■ EXERCISE
Please print each record exactly, omitting none of them.

■ INFORMATION GIVEN
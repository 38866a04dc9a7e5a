use std::mem;

use crate::error::{ConvertError, OpenSpan};
use crate::markers::{
    ANCHOR_CLOSE_TAG, ANCHOR_HREF_END, ANCHOR_OPEN_TAG, HEADER_CLOSE_TAG, HEADER_MARKER,
    HEADER_OPEN_TAG, HREF_CLOSE, HREF_OPEN, LINE_END, LINK_TEXT_CLOSE, LINK_TEXT_OPEN,
    PARAGRAPH_CLOSE_TAG, PARAGRAPH_OPEN_TAG, SPACE, TAG_END,
};
use crate::options::{ConvertOptions, LinkPolicy};

/// Converts one line of Markdown into one line of HTML, rejecting
/// out-of-order link markers.
///
/// The returned string always ends with `\n`. Callers are expected to skip
/// zero-length lines before calling this.
pub fn convert_line(line: &str) -> Result<String, ConvertError> {
    convert_line_with_options(line, &ConvertOptions::default())
}

/// [`convert_line`] with the link policy taken from `options`.
pub fn convert_line_with_options(
    line: &str,
    options: &ConvertOptions,
) -> Result<String, ConvertError> {
    let state = line
        .chars()
        .enumerate()
        .try_fold(ScanState::new(line.len()), |state, (idx, ch)| {
            state.step(ch, idx + 1, options.link_policy)
        })?;
    Ok(state.finish())
}

/// Block wrapper for the line. A line is never both a header and a paragraph.
#[derive(Clone, Copy, Debug, Eq, PartialEq)]
enum Block {
    None,
    HeaderPending(usize),
    Header(usize),
    Paragraph,
}

#[derive(Debug)]
enum Link {
    /// Not inside a link span. `text` holds the last closed `[...]` text
    /// until a `(...)` consumes it.
    Idle { text: String },
    Text(String),
    Href { text: String, href: String },
}

#[derive(Debug)]
struct ScanState {
    block: Block,
    link: Link,
    out: String,
}

impl ScanState {
    fn new(capacity: usize) -> Self {
        Self {
            block: Block::None,
            link: Link::Idle {
                text: String::new(),
            },
            out: String::with_capacity(capacity + 16),
        }
    }

    fn step(mut self, ch: char, column: usize, policy: LinkPolicy) -> Result<Self, ConvertError> {
        match ch {
            HEADER_MARKER => self.header_marker(),
            LINK_TEXT_OPEN => self.open_link_text(column, policy)?,
            LINK_TEXT_CLOSE => self.close_link_text(policy),
            HREF_OPEN => self.open_href(column, policy)?,
            HREF_CLOSE => self.close_href(),
            SPACE if self.is_header_pending() && self.is_link_idle() => self.open_header(),
            _ => self.text(ch),
        }
        Ok(self)
    }

    fn is_header_pending(&self) -> bool {
        matches!(self.block, Block::HeaderPending(_))
    }

    fn is_link_idle(&self) -> bool {
        matches!(self.link, Link::Idle { .. })
    }

    fn header_marker(&mut self) {
        match &mut self.link {
            Link::Text(text) => text.push(HEADER_MARKER),
            Link::Href { href, .. } => href.push(HEADER_MARKER),
            Link::Idle { .. } => match self.block {
                Block::None => self.block = Block::HeaderPending(1),
                Block::HeaderPending(level) => self.block = Block::HeaderPending(level + 1),
                Block::Header(_) | Block::Paragraph => self.out.push(HEADER_MARKER),
            },
        }
    }

    fn open_link_text(&mut self, column: usize, policy: LinkPolicy) -> Result<(), ConvertError> {
        if let Link::Href { href, .. } = &mut self.link {
            return match policy {
                LinkPolicy::Validate => Err(ConvertError::MalformedLink {
                    column,
                    found: LINK_TEXT_OPEN,
                    open: OpenSpan::Href,
                }),
                LinkPolicy::Lenient => {
                    href.push(LINK_TEXT_OPEN);
                    Ok(())
                }
            };
        }
        self.link = Link::Text(String::new());
        Ok(())
    }

    fn close_link_text(&mut self, policy: LinkPolicy) {
        match &mut self.link {
            Link::Text(text) => {
                let text = mem::take(text);
                self.link = Link::Idle { text };
            }
            Link::Href { href, .. } if policy == LinkPolicy::Lenient => {
                href.push(LINK_TEXT_CLOSE);
            }
            _ => {}
        }
    }

    fn open_href(&mut self, column: usize, policy: LinkPolicy) -> Result<(), ConvertError> {
        match &mut self.link {
            Link::Text(text) => match policy {
                LinkPolicy::Validate => Err(ConvertError::MalformedLink {
                    column,
                    found: HREF_OPEN,
                    open: OpenSpan::LinkText,
                }),
                LinkPolicy::Lenient => {
                    text.push(HREF_OPEN);
                    Ok(())
                }
            },
            Link::Idle { text } => {
                let text = mem::take(text);
                self.link = Link::Href {
                    text,
                    href: String::new(),
                };
                Ok(())
            }
            Link::Href { .. } => Ok(()),
        }
    }

    fn close_href(&mut self) {
        let Link::Href { text, href } = &self.link else {
            self.text(HREF_CLOSE);
            return;
        };
        self.out.push_str(ANCHOR_OPEN_TAG);
        self.out.push_str(href);
        self.out.push_str(ANCHOR_HREF_END);
        self.out.push_str(text);
        self.out.push_str(ANCHOR_CLOSE_TAG);
        self.link = Link::Idle {
            text: String::new(),
        };
    }

    fn open_header(&mut self) {
        if let Block::HeaderPending(level) = self.block {
            push_header_tag(&mut self.out, HEADER_OPEN_TAG, level);
            self.block = Block::Header(level);
        }
    }

    fn text(&mut self, ch: char) {
        match &mut self.link {
            Link::Text(text) => text.push(ch),
            Link::Href { href, .. } => href.push(ch),
            Link::Idle { .. } => match self.block {
                // A pending header level is dropped once a paragraph opens.
                Block::None | Block::HeaderPending(_) if ch != SPACE => {
                    self.out.push_str(PARAGRAPH_OPEN_TAG);
                    self.out.push(ch);
                    self.block = Block::Paragraph;
                }
                _ => self.out.push(ch),
            },
        }
    }

    fn finish(mut self) -> String {
        match self.block {
            Block::Header(level) => push_header_tag(&mut self.out, HEADER_CLOSE_TAG, level),
            Block::Paragraph => self.out.push_str(PARAGRAPH_CLOSE_TAG),
            Block::None | Block::HeaderPending(_) => {}
        }
        self.out.push(LINE_END);
        self.out
    }
}

fn push_header_tag(out: &mut String, tag: &str, level: usize) {
    out.push_str(tag);
    out.push_str(&level.to_string());
    out.push_str(TAG_END);
}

■ WRITTEN REPLY
repository 38866a04dc9a7e5a
use std::mem;

use crate::error::{ConvertError, OpenSpan};
use crate::markers::{
    ANCHOR_CLOSE_TAG, ANCHOR_HREF_END, ANCHOR_OPEN_TAG, HEADER_CLOSE_TAG, HEADER_MARKER,
    HEADER_OPEN_TAG, HREF_CLOSE, HREF_OPEN, LINE_END, LINK_TEXT_CLOSE, LINK_TEXT_OPEN,
    PARAGRAPH_CLOSE_TAG, PARAGRAPH_OPEN_TAG, SPACE, TAG_END,
};
use crate::options::{ConvertOptions, LinkPolicy};

/// Converts one line of Markdown into one line of HTML, rejecting
/// out-of-order link markers.
///
/// The returned string always ends with `\n`. Callers are expected to skip
/// zero-length lines before calling this.
pub fn convert_line(line: &str) -> Result<String, ConvertError> {
    convert_line_with_options(line, &ConvertOptions::default())
}

/// [`convert_line`] with the link policy taken from `options`.
pub fn convert_line_with_options(
    line: &str,
    options: &ConvertOptions,
) -> Result<String, ConvertError> {
    let state = line
        .chars()
        .enumerate()
        .try_fold(ScanState::new(line.len()), |state, (idx, ch)| {
            state.step(ch, idx + 1, options.link_policy)
        })?;
    Ok(state.finish())
}

/// Block wrapper for the line. A line is never both a header and a paragraph.
#[derive(Clone, Copy, Debug, Eq, PartialEq)]
enum Block {
    None,
    HeaderPending(usize),
    Header(usize),
    Paragraph,
}

#[derive(Debug)]
enum Link {
    /// Not inside a link span. `text` holds the last closed `[...]` text
    /// until a `(...)` consumes it.
    Idle { text: String },
    Text(String),
    Href { text: String, href: String },
}

#[derive(Debug)]
struct ScanState {
    block: Block,
    link: Link,
    out: String,
}

impl ScanState {
    fn new(capacity: usize) -> Self {
        Self {
            block: Block::None,
            link: Link::Idle {
                text: String::new(),
            },
            out: String::with_capacity(capacity + 16),
        }
    }

    fn step(mut self, ch: char, column: usize, policy: LinkPolicy) -> Result<Self, ConvertError> {
        match ch {
            HEADER_MARKER => self.header_marker(),
            LINK_TEXT_OPEN => self.open_link_text(column, policy)?,
            LINK_TEXT_CLOSE => self.close_link_text(policy),
            HREF_OPEN => self.open_href(column, policy)?,
            HREF_CLOSE => self.close_href(),
            SPACE if self.is_header_pending() && self.is_link_idle() => self.open_header(),
            _ => self.text(ch),
        }
        Ok(self)
    }

    fn is_header_pending(&self) -> bool {
        matches!(self.block, Block::HeaderPending(_))
    }

    fn is_link_idle(&self) -> bool {
        matches!(self.link, Link::Idle { .. })
    }

    fn header_marker(&mut self) {
        match &mut self.link {
            Link::Text(text) => text.push(HEADER_MARKER),
            Link::Href { href, .. } => href.push(HEADER_MARKER),
            Link::Idle { .. } => match self.block {
                Block::None => self.block = Block::HeaderPending(1),
                Block::HeaderPending(level) => self.block = Block::HeaderPending(level + 1),
                Block::Header(_) | Block::Paragraph => self.out.push(HEADER_MARKER),
            },
        }
    }

    fn open_link_text(&mut self, column: usize, policy: LinkPolicy) -> Result<(), ConvertError> {
        if let Link::Href { href, .. } = &mut self.link {
            return match policy {
                LinkPolicy::Validate => Err(ConvertError::MalformedLink {
                    column,
                    found: LINK_TEXT_OPEN,
                    open: OpenSpan::Href,
                }),
                LinkPolicy::Lenient => {
                    href.push(LINK_TEXT_OPEN);
                    Ok(())
                }
            };
        }
        self.link = Link::Text(String::new());
        Ok(())
    }

    fn close_link_text(&mut self, policy: LinkPolicy) {
        match &mut self.link {
            Link::Text(text) => {
                let text = mem::take(text);
                self.link = Link::Idle { text };
            }
            Link::Href { href, .. } if policy == LinkPolicy::Lenient => {
                href.push(LINK_TEXT_CLOSE);
            }
            _ => {}
        }
    }

    fn open_href(&mut self, column: usize, policy: LinkPolicy) -> Result<(), ConvertError> {
        match &mut self.link {
            Link::Text(text) => match policy {
                LinkPolicy::Validate => Err(ConvertError::MalformedLink {
                    column,
                    found: HREF_OPEN,
                    open: OpenSpan::LinkText,
                }),
                LinkPolicy::Lenient => {
                    text.push(HREF_OPEN);
                    Ok(())
                }
            },
            Link::Idle { text } => {
                let text = mem::take(text);
                self.link = Link::Href {
                    text,
                    href: String::new(),
                };
                Ok(())
            }
            Link::Href { .. } => Ok(()),
        }
    }

    fn close_href(&mut self) {
        let Link::Href { text, href } = &self.link else {
            self.text(HREF_CLOSE);
            return;
        };
        self.out.push_str(ANCHOR_OPEN_TAG);
        self.out.push_str(href);
        self.out.push_str(ANCHOR_HREF_END);
        self.out.push_str(text);
        self.out.push_str(ANCHOR_CLOSE_TAG);
        self.link = Link::Idle {
            text: String::new(),
        };
    }

    fn open_header(&mut self) {
        if let Block::HeaderPending(level) = self.block {
            push_header_tag(&mut self.out, HEADER_OPEN_TAG, level);
            self.block = Block::Header(level);
        }
    }

    fn text(&mut self, ch: char) {
        match &mut self.link {
            Link::Text(text) => text.push(ch),
            Link::Href { href, .. } => href.push(ch),
            Link::Idle { .. } => match self.block {
                // A pending header level is dropped once a paragraph opens.
                Block::None | Block::HeaderPending(_) if ch != SPACE => {
                    self.out.push_str(PARAGRAPH_OPEN_TAG);
                    self.out.push(ch);
                    self.block = Block::Paragraph;
                }
                _ => self.out.push(ch),
            },
        }
    }

    fn finish(mut self) -> String {
        match self.block {
            Block::Header(level) => push_header_tag(&mut self.out, HEADER_CLOSE_TAG, level),
            Block::Paragraph => self.out.push_str(PARAGRAPH_CLOSE_TAG),
            Block::None | Block::HeaderPending(_) => {}
        }
        self.out.push(LINE_END);
        self.out
    }
}

fn push_header_tag(out: &mut String, tag: &str, level: usize) {
    out.push_str(tag);
    out.push_str(&level.to_string());
    out.push_str(TAG_END);
}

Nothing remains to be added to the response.